Shown in. As shown, the priming circuit is particularly suitable for use with a floatless carburetor of the type having an impulse fuel pump 10 in direct communication with the carburetor throttle bore. As is known, biasing elements such as compression springs 14 hold the pump diaphragm in a fixed position. When the engine is in the intake stroke mode and suction is applied to the carburetor, the negative pressure created in the throttle hole acts against the force of the compression spring 14 to pull the diaphragm 16 as shown to expand the pump chamber 18. To do. This extension pulls the check valve 20 in the fuel path 22 and the fuel into the fuel tank 28.
Open the check valve 24 in the fuel pickup pipe 26 leading from the pump chamber 18 to the pump chamber 18, when the engine is in the compression process and the negative pressure in the throttle hole is close to atmospheric pressure or slightly positive, the pump diaphragm 16 compresses. Depressed downward by a spring, the pump chamber 18 is contracted, the check valve 32 is opened, and the fuel is allowed to flow into the reservoir fuel passage 30 to supply the fuel to the reservoir 34 of the floatless carburetor. Fuel is guided from the reservoir to the throttle hole in a known manner. The back pressure in fuel line 23 closes valve 0 to prevent fuel from flowing back into the tank during the compression and exhaust steps.

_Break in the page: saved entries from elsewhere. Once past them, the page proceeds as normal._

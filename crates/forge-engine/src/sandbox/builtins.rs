//! Methods on arrays, strings and numbers.
//!
//! Only non-mutating methods exist; values in the sandbox are immutable.
//! A method pays for walking its receiver up front and for the size of
//! what it returns afterwards.

use super::{
  interp::Interpreter,
  value::{Measured, Value, format_number, join},
};
use crate::error::RenderError;

type Result<T, E = RenderError> = std::result::Result<T, E>;

impl Interpreter {
  pub(crate) fn call_builtin(
    &mut self,
    receiver: &Value,
    method: &str,
    args: Vec<Value>,
  ) -> Result<Value> {
    let result = match receiver {
      Value::Array(items) => {
        self.spend(items.len() as u64)?;
        self.array_method(items, method, args)?
      }
      Value::Str(s) => {
        self.spend_bytes(s.len())?;
        if method == "split" {
          self.spend(split_count(s, args.first()) as u64)?;
        }
        string_method(s, method, &args)?
      }
      Value::Number(n) => number_method(*n, method, &args)?,
      other => return Err(not_a_function(other.type_of(), method)),
    };
    match &result {
      Value::Str(s) => self.spend_bytes(s.len())?,
      Value::Array(items) => self.spend(items.len() as u64)?,
      _ => {}
    }
    self.admit(result)
  }

  fn array_method(
    &mut self,
    items: &Measured<Vec<Value>>,
    method: &str,
    args: Vec<Value>,
  ) -> Result<Value> {
    let arg = |i: usize| args.get(i).cloned().unwrap_or(Value::Undefined);
    let callback = arg(0);

    Ok(match method {
      "map" => {
        let mut out = Vec::with_capacity(items.len());
        for (i, item) in items.iter().enumerate() {
          out.push(self.call(&callback, vec![item.clone(), Value::Number(i as f64)])?);
        }
        Value::array(out)
      }
      "filter" => {
        let mut out = Vec::new();
        for (i, item) in items.iter().enumerate() {
          if self.test(&callback, item, i)? {
            out.push(item.clone());
          }
        }
        Value::array(out)
      }
      "forEach" => {
        for (i, item) in items.iter().enumerate() {
          self.call(&callback, vec![item.clone(), Value::Number(i as f64)])?;
        }
        Value::Undefined
      }
      "find" | "findIndex" => {
        let mut found = None;
        for (i, item) in items.iter().enumerate() {
          if self.test(&callback, item, i)? {
            found = Some(i);
            break;
          }
        }
        match (method, found) {
          ("find", Some(i)) => items[i].clone(),
          ("find", None) => Value::Undefined,
          (_, Some(i)) => Value::Number(i as f64),
          (_, None) => Value::Number(-1.0),
        }
      }
      "some" => {
        let mut any = false;
        for (i, item) in items.iter().enumerate() {
          if self.test(&callback, item, i)? {
            any = true;
            break;
          }
        }
        Value::Bool(any)
      }
      "every" => {
        let mut all = true;
        for (i, item) in items.iter().enumerate() {
          if !self.test(&callback, item, i)? {
            all = false;
            break;
          }
        }
        Value::Bool(all)
      }
      "reduce" => {
        let mut entries = items.iter().enumerate();
        let mut acc = match args.get(1) {
          Some(initial) => initial.clone(),
          None => match entries.next() {
            Some((_, first)) => first.clone(),
            None => {
              return Err(RenderError::Type(
                "reduce of empty array with no initial value".to_string(),
              ));
            }
          },
        };
        for (i, item) in entries {
          acc = self.call(&callback, vec![acc, item.clone(), Value::Number(i as f64)])?;
        }
        acc
      }
      "join" => {
        let separator = match arg(0) {
          Value::Undefined => ",".to_string(),
          other => other.to_display(),
        };
        let gaps = items.len().saturating_sub(1);
        self.fits(
          items
            .extent()
            .bytes
            .saturating_add(separator.len().saturating_mul(gaps)),
        )?;
        Value::str(&join(items, &separator))
      }
      "slice" => {
        let (start, end) = bounds(items.len(), &arg(0), &arg(1));
        Value::array(items[start..end.max(start)].to_vec())
      }
      "includes" => Value::Bool(items.iter().any(|item| same_value_zero(item, &callback))),
      "indexOf" => Value::Number(
        items
          .iter()
          .position(|item| item.strict_eq(&callback))
          .map_or(-1.0, |i| i as f64),
      ),
      "concat" => {
        let added = args.iter().map(|arg| match arg {
          Value::Array(more) => more.len(),
          _ => 1,
        });
        self.spend(added.sum::<usize>() as u64)?;
        let mut out = items.to_vec();
        for arg in args {
          match arg {
            Value::Array(more) => out.extend(more.iter().cloned()),
            other => out.push(other),
          }
        }
        Value::array(out)
      }
      "toString" => Value::str(&join(items, ",")),
      _ => return Err(not_a_function("array", method)),
    })
  }

  fn test(&mut self, predicate: &Value, item: &Value, index: usize) -> Result<bool> {
    Ok(
      self
        .call(predicate, vec![item.clone(), Value::Number(index as f64)])?
        .truthy(),
    )
  }
}

/// Number of parts `split` will produce, so they are paid for before any
/// is allocated.
fn split_count(s: &str, separator: Option<&Value>) -> usize {
  match separator {
    None | Some(Value::Undefined) => 1,
    Some(separator) => {
      let separator = separator.to_display();
      if separator.is_empty() {
        s.chars().count()
      } else {
        s.matches(separator.as_str()).count() + 1
      }
    }
  }
}

fn string_method(s: &str, method: &str, args: &[Value]) -> Result<Value> {
  let arg = |i: usize| args.get(i).cloned().unwrap_or(Value::Undefined);
  let needle = || arg(0).to_display();

  Ok(match method {
    "toUpperCase" => Value::str(&s.to_uppercase()),
    "toLowerCase" => Value::str(&s.to_lowercase()),
    "trim" => Value::str(s.trim()),
    "toString" => Value::str(s),
    "includes" => Value::Bool(s.contains(&needle())),
    "startsWith" => Value::Bool(s.starts_with(&needle())),
    "endsWith" => Value::Bool(s.ends_with(&needle())),
    "charAt" => {
      let index = arg(0).to_number();
      let index = if index.is_nan() { 0.0 } else { index };
      let c = (index >= 0.0)
        .then(|| s.chars().nth(index as usize))
        .flatten()
        .map(String::from)
        .unwrap_or_default();
      Value::str(&c)
    }
    "slice" => {
      let chars: Vec<char> = s.chars().collect();
      let (start, end) = bounds(chars.len(), &arg(0), &arg(1));
      Value::str(&chars[start..end.max(start)].iter().collect::<String>())
    }
    "split" => {
      let parts: Vec<Value> = match arg(0) {
        Value::Undefined => vec![Value::str(s)],
        separator => {
          let separator = separator.to_display();
          if separator.is_empty() {
            s.chars().map(|c| Value::str(&c.to_string())).collect()
          } else {
            s.split(separator.as_str()).map(Value::str).collect()
          }
        }
      };
      Value::array(parts)
    }
    _ => return Err(not_a_function("string", method)),
  })
}

fn number_method(n: f64, method: &str, args: &[Value]) -> Result<Value> {
  let digits = args.first().map(Value::to_number).unwrap_or(0.0);
  Ok(match method {
    "toString" => Value::str(&format_number(n)),
    "toFixed" => {
      if !(0.0..=100.0).contains(&digits) {
        return Err(RenderError::Type(
          "toFixed() digits argument must be between 0 and 100".to_string(),
        ));
      }
      if n.is_finite() {
        Value::str(&format!("{:.*}", digits as usize, n))
      } else {
        Value::str(&format_number(n))
      }
    }
    "toLocaleString" => Value::str(&locale_number(n)),
    _ => return Err(not_a_function("number", method)),
  })
}

/// Grouped thousands with at most three fraction digits, as `en-US` prints.
fn locale_number(n: f64) -> String {
  if !n.is_finite() || n.abs() >= 1e21 {
    return format_number(n);
  }
  let rounded = (n * 1000.0).round() / 1000.0;
  let digits = format_number(rounded.abs());
  let (whole, fraction) = match digits.split_once('.') {
    Some((whole, fraction)) => (whole, Some(fraction)),
    None => (digits.as_str(), None),
  };

  let mut out = String::new();
  if rounded < 0.0 {
    out.push('-');
  }
  for (i, c) in whole.chars().enumerate() {
    if i > 0 && (whole.len() - i) % 3 == 0 {
      out.push(',');
    }
    out.push(c);
  }
  if let Some(fraction) = fraction {
    out.push('.');
    out.push_str(fraction);
  }
  out
}

/// Resolve `slice(start, end)` arguments against a length. Negative values
/// count from the end.
fn bounds(len: usize, start: &Value, end: &Value) -> (usize, usize) {
  let resolve = |value: &Value, default: usize| -> usize {
    if matches!(value, Value::Undefined) {
      return default;
    }
    let n = value.to_number();
    if n.is_nan() {
      0
    } else if n < 0.0 {
      len.saturating_sub((-n) as usize)
    } else {
      (n as usize).min(len)
    }
  };
  (resolve(start, 0), resolve(end, len))
}

fn same_value_zero(a: &Value, b: &Value) -> bool {
  match (a, b) {
    (Value::Number(x), Value::Number(y)) if x.is_nan() && y.is_nan() => true,
    _ => a.strict_eq(b),
  }
}

fn not_a_function(receiver: &str, method: &str) -> RenderError {
  RenderError::Type(format!("{receiver}.{method} is not a function"))
}
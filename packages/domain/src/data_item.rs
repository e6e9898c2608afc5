//! The tagged item type flowing from the frontend to the scorer.
use serde::{Deserialize, Serialize};

use crate::feature::FeatureVector;
use crate::signal::SignalKind;

/// One item pulled from the feature stream: either a feature frame or
/// an interleaved control signal.
///
/// Items are immutable once produced; ownership moves to the scorer
/// for the duration of one scoring call.
#[derive(Debug, Clone, PartialEq, Serialize, Deserialize)]
pub enum DataItem {
    /// A feature frame to score against.
    Feature(FeatureVector),
    /// A stream lifecycle marker; carries no feature data.
    Signal(SignalKind),
}

impl DataItem {
    /// Whether this item carries feature data.
    #[inline]
    pub const fn is_feature(&self) -> bool {
        matches!(self, Self::Feature(_))
    }
}

impl From<FeatureVector> for DataItem {
    fn from(vector: FeatureVector) -> Self {
        Self::Feature(vector)
    }
}

impl From<SignalKind> for DataItem {
    fn from(kind: SignalKind) -> Self {
        Self::Signal(kind)
    }
}
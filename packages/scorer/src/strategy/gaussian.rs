//! Diagonal-Gaussian acoustic state bank.
//!
//! Each acoustic state owns one diagonal-covariance Gaussian over the
//! feature space; a hypothesis locates its state through the
//! [`StateAligned`] capability and is scored with the state's
//! log-likelihood for the frame. Banks persist as CBOR files so a
//! trained model can be shipped to the decoder and loaded in
//! [`ScoringStrategy::open`].

use std::{
    fs::{self, File},
    io::{BufReader, BufWriter, Read, Write},
    path::{Path, PathBuf},
};

use ciborium::{de, ser};
use serde::{Deserialize, Serialize, de::DeserializeOwned};
use scorer_domain::{FeatureFrame, ScoreError, Scoreable};

use tracing::{info, warn};

use super::{ScoringStrategy, best_of};

const LOG_2PI: f32 = 1.837_877_1; // ln(2π)

/* --------------------------------------------------------------------- */
/*  Error type                                                           */

/// Returned by bank persistence operations.
#[derive(Debug, thiserror::Error)]
pub enum BankIoError {
    #[error("io: {0}")]
    Io(#[from] std::io::Error),
    #[error("cbor: {0}")]
    Cbor(String),
}

type IoResult<T> = Result<T, BankIoError>;

fn write_cbor<W: Write, T: Serialize + ?Sized>(w: W, val: &T) -> IoResult<()> {
    ser::into_writer(val, w).map_err(|e| BankIoError::Cbor(e.to_string()))
}
fn read_cbor<R: Read, T: DeserializeOwned>(r: R) -> IoResult<T> {
    de::from_reader(r).map_err(|e| BankIoError::Cbor(e.to_string()))
}

/* --------------------------------------------------------------------- */
/*  Model types                                                          */

/// One diagonal-covariance Gaussian over the feature space.
#[derive(Debug, Clone, PartialEq, Serialize, Deserialize)]
pub struct DiagGaussian {
    mean: Vec<f32>,
    var: Vec<f32>,
    /// Cached `-0.5 · Σ (ln σ² + ln 2π)`; restored verbatim on load.
    log_norm: f32,
}

impl DiagGaussian {
    /// Build a Gaussian from mean and variance vectors.
    ///
    /// Variances are clamped from below by `var_floor` so a degenerate
    /// training dimension cannot blow the likelihood up to infinity.
    pub fn new(mean: Vec<f32>, mut var: Vec<f32>, var_floor: f32) -> Self {
        debug_assert_eq!(mean.len(), var.len(), "mean/var dimension mismatch");
        for v in &mut var {
            if *v < var_floor {
                *v = var_floor;
            }
        }
        let log_norm = -0.5 * var.iter().map(|v| v.ln() + LOG_2PI).sum::<f32>();
        Self {
            mean,
            var,
            log_norm,
        }
    }

    /// Feature-space dimension of this state.
    #[inline]
    pub fn dimension(&self) -> usize {
        self.mean.len()
    }

    /// Log-likelihood of `values` under this Gaussian.
    pub fn log_likelihood(&self, values: &[f32]) -> f32 {
        debug_assert_eq!(
            values.len(),
            self.mean.len(),
            "frame dimension must match the model"
        );
        let mut mahal = 0.0f32;
        for ((&x, &m), &v) in values.iter().zip(&self.mean).zip(&self.var) {
            let d = x - m;
            mahal += d * d / v;
        }
        self.log_norm - 0.5 * mahal
    }
}

/// An ordered collection of Gaussian states, indexed by
/// [`StateAligned::state_index`].
#[derive(Debug, Clone, PartialEq, Serialize, Deserialize)]
pub struct GaussianBank {
    states: Vec<DiagGaussian>,
}

impl GaussianBank {
    /// Build a bank from its states.
    pub fn new(states: Vec<DiagGaussian>) -> Self {
        Self { states }
    }

    /// Number of states in the bank.
    pub fn len(&self) -> usize {
        self.states.len()
    }

    /// Whether the bank holds no states.
    pub fn is_empty(&self) -> bool {
        self.states.is_empty()
    }

    /// State at `index`, if the bank covers it.
    pub fn state(&self, index: usize) -> Option<&DiagGaussian> {
        self.states.get(index)
    }

    /// Atomically write CBOR to `path` via "`<file>.tmp` → rename" on
    /// the same filesystem.
    pub fn save_to_file<P: AsRef<Path>>(&self, path: P) -> IoResult<()> {
        let path = path.as_ref();
        let tmp = path.with_extension("tmp");

        {
            let f = File::create(&tmp)?;
            let mut bw = BufWriter::new(f);
            write_cbor(&mut bw, self)?;
            bw.flush()?;
        }
        fs::rename(&tmp, path)?;
        Ok(())
    }

    /// Load a CBOR bank produced by [`GaussianBank::save_to_file`].
    pub fn load_from_file<P: AsRef<Path>>(path: P) -> IoResult<Self> {
        let f = File::open(path)?;
        read_cbor(BufReader::new(f))
    }

    /// Load from an in-memory CBOR buffer.
    pub fn load_from_buffer(buf: &[u8]) -> IoResult<Self> {
        read_cbor(BufReader::new(buf))
    }

    /// Serialize into an in-memory CBOR buffer.
    pub fn save_to_buffer(&self) -> IoResult<Vec<u8>> {
        let mut buf = Vec::new();
        write_cbor(&mut buf, self)?;
        Ok(buf)
    }
}

/* --------------------------------------------------------------------- */
/*  Strategy                                                             */

/// Extra capability a hypothesis needs to be scored against a bank:
/// which acoustic state it currently sits in.
pub trait StateAligned: Scoreable {
    /// Index of this hypothesis's state within the bank.
    fn state_index(&self) -> usize;
}

/// [`ScoringStrategy`] backed by a [`GaussianBank`].
///
/// Built with an in-memory bank or a model path; with a path, the bank
/// is loaded lazily in [`ScoringStrategy::open`] and released again in
/// [`ScoringStrategy::close`]. A hypothesis pointing outside the bank
/// scores as impossible (`-∞`) rather than failing the whole frame.
#[derive(Debug)]
pub struct GaussianStrategy {
    bank: Option<GaussianBank>,
    model_path: Option<PathBuf>,
    loaded_from_file: bool,
}

/// Configuration for a [`GaussianStrategy`]. Used to create a
/// [`GaussianStrategyBuilder`] that performs validation on build.
#[derive(Debug, typed_builder::TypedBuilder)]
#[builder(
    builder_method(vis = ""),
    builder_type(name = GaussianStrategyBuilder, vis = "pub"),
    build_method(into = Result<GaussianStrategy, ScoreError>, vis = "pub"))
]
struct GaussianStrategyConfig {
    /// Bank supplied up-front; stays resident across `close()`.
    #[builder(default, setter(strip_option))]
    bank: Option<GaussianBank>,
    /// Path to a CBOR bank to load in `open()`.
    #[builder(default, setter(strip_option, into))]
    model_path: Option<PathBuf>,
}

impl From<GaussianStrategyConfig> for Result<GaussianStrategy, ScoreError> {
    fn from(value: GaussianStrategyConfig) -> Self {
        if value.bank.is_none() && value.model_path.is_none() {
            return Err(ScoreError::ModelLoad(
                "gaussian strategy needs a bank or a model path".into(),
            ));
        }
        Ok(GaussianStrategy {
            bank: value.bank,
            model_path: value.model_path,
            loaded_from_file: false,
        })
    }
}

impl GaussianStrategy {
    /// Create a new [`GaussianStrategyBuilder`].
    pub fn builder() -> GaussianStrategyBuilder {
        GaussianStrategyConfig::builder()
    }

    /// Wrap an in-memory bank directly.
    pub fn from_bank(bank: GaussianBank) -> Self {
        Self {
            bank: Some(bank),
            model_path: None,
            loaded_from_file: false,
        }
    }
}

impl<H: StateAligned> ScoringStrategy<H> for GaussianStrategy {
    fn score_all<'a>(&mut self, hypotheses: &'a mut [H], frame: &FeatureFrame) -> &'a H {
        match &self.bank {
            Some(bank) => {
                for hyp in hypotheses.iter_mut() {
                    let score = match bank.state(hyp.state_index()) {
                        Some(state) => state.log_likelihood(&frame.values),
                        None => f32::NEG_INFINITY,
                    };
                    hyp.apply_score(score);
                }
            }
            None => {
                // open() was skipped; nothing to score against.
                warn!("gaussian bank not loaded, scoring frame as impossible");
                for hyp in hypotheses.iter_mut() {
                    hyp.apply_score(f32::NEG_INFINITY);
                }
            }
        }
        best_of(hypotheses)
    }

    fn open(&mut self) -> Result<(), ScoreError> {
        if self.bank.is_some() {
            return Ok(());
        }
        match &self.model_path {
            Some(path) => {
                let bank = GaussianBank::load_from_file(path)
                    .map_err(|e| ScoreError::ModelLoad(format!("{}: {e}", path.display())))?;
                info!(states = bank.len(), path = %path.display(), "gaussian bank loaded");
                self.bank = Some(bank);
                self.loaded_from_file = true;
                Ok(())
            }
            None => Err(ScoreError::ModelLoad(
                "gaussian strategy needs a bank or a model path".into(),
            )),
        }
    }

    fn close(&mut self) {
        if self.loaded_from_file {
            self.bank = None;
            self.loaded_from_file = false;
        }
    }
}

/* --------------------------------------------------------------------- */
/*  Unit-tests                                                           */

#[cfg(test)]
mod tests {
    use super::*;

    #[test]
    fn likelihood_peaks_at_the_mean() {
        let g = DiagGaussian::new(vec![1.0, -2.0], vec![0.5, 0.5], 1e-4);
        let at_mean = g.log_likelihood(&[1.0, -2.0]);
        let off_mean = g.log_likelihood(&[2.0, -2.0]);
        assert!(at_mean > off_mean);
    }

    #[test]
    fn variance_floor_clamps_degenerate_dimensions() {
        let g = DiagGaussian::new(vec![0.0], vec![0.0], 1e-2);
        // A floored variance keeps the likelihood finite.
        assert!(g.log_likelihood(&[10.0]).is_finite());
    }

    #[test]
    fn bank_round_trips_through_cbor() {
        let bank = GaussianBank::new(vec![
            DiagGaussian::new(vec![0.0, 1.0], vec![1.0, 2.0], 1e-4),
            DiagGaussian::new(vec![-1.0, 3.0], vec![0.25, 0.75], 1e-4),
        ]);
        let buf = bank.save_to_buffer().unwrap();
        let loaded = GaussianBank::load_from_buffer(&buf).unwrap();
        assert_eq!(bank, loaded);
    }

    #[test]
    fn builder_rejects_an_unconfigured_strategy() {
        let built: Result<GaussianStrategy, ScoreError> = GaussianStrategy::builder().build();
        assert!(matches!(built, Err(ScoreError::ModelLoad(_))));
    }
}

The primer device 36 of the present invention is a wet primer and directly communicates with the fuel source via the fuel passage 22 and the pickup pipe 26. As shown schematically in FIG. 1, the primer device includes a primer ball 38 and an orifice (hole).
40 and fuel orifice 42. First, when the primer sphere is closed to contract the primer chamber 44,
An increase in pressure opens the check valve 46 and pump check valve 20 while closing the pickup pipe check valve 24. When the primer ball 38 is released to expand the chamber 44, the check valves 20 and 46 are closed and the check valve 24 opens to direct fuel to the pick-up pipe 26, to the fuel passage 22 and to the primer chamber 44. The next time the ball is pushed down, valve 2
4 closes and valves 20 and 46 open, releasing fuel from the primer chamber through orifice 40 and check valve 46 to the throttle bore. The fuel in the primer chamber also opens the check valve 20 to transfer fuel from the primer chamber to the pump chamber 18,
It is forced from the pump chamber 18 through the reservoir passage 30 and the check valve 32 into the reservoir 34 and back through the fuel port 42 to the fuel passage 22. In this state,
The back pressure of the pickup pipe is the pickup pipe check valve 24.
Close. In this manner, the primer device can be used to directly enhance air-fuel mixing at the carburetor throttle hole 12 and to fill the reservoir 34 to enhance cold start.

It is noted that the circuit operates without the valve 20. In the preferred embodiment, the valve 20 ensures that the risk of fuel flowing from the pump 10 back to the primer chamber 44 is minimized when the pump is operating.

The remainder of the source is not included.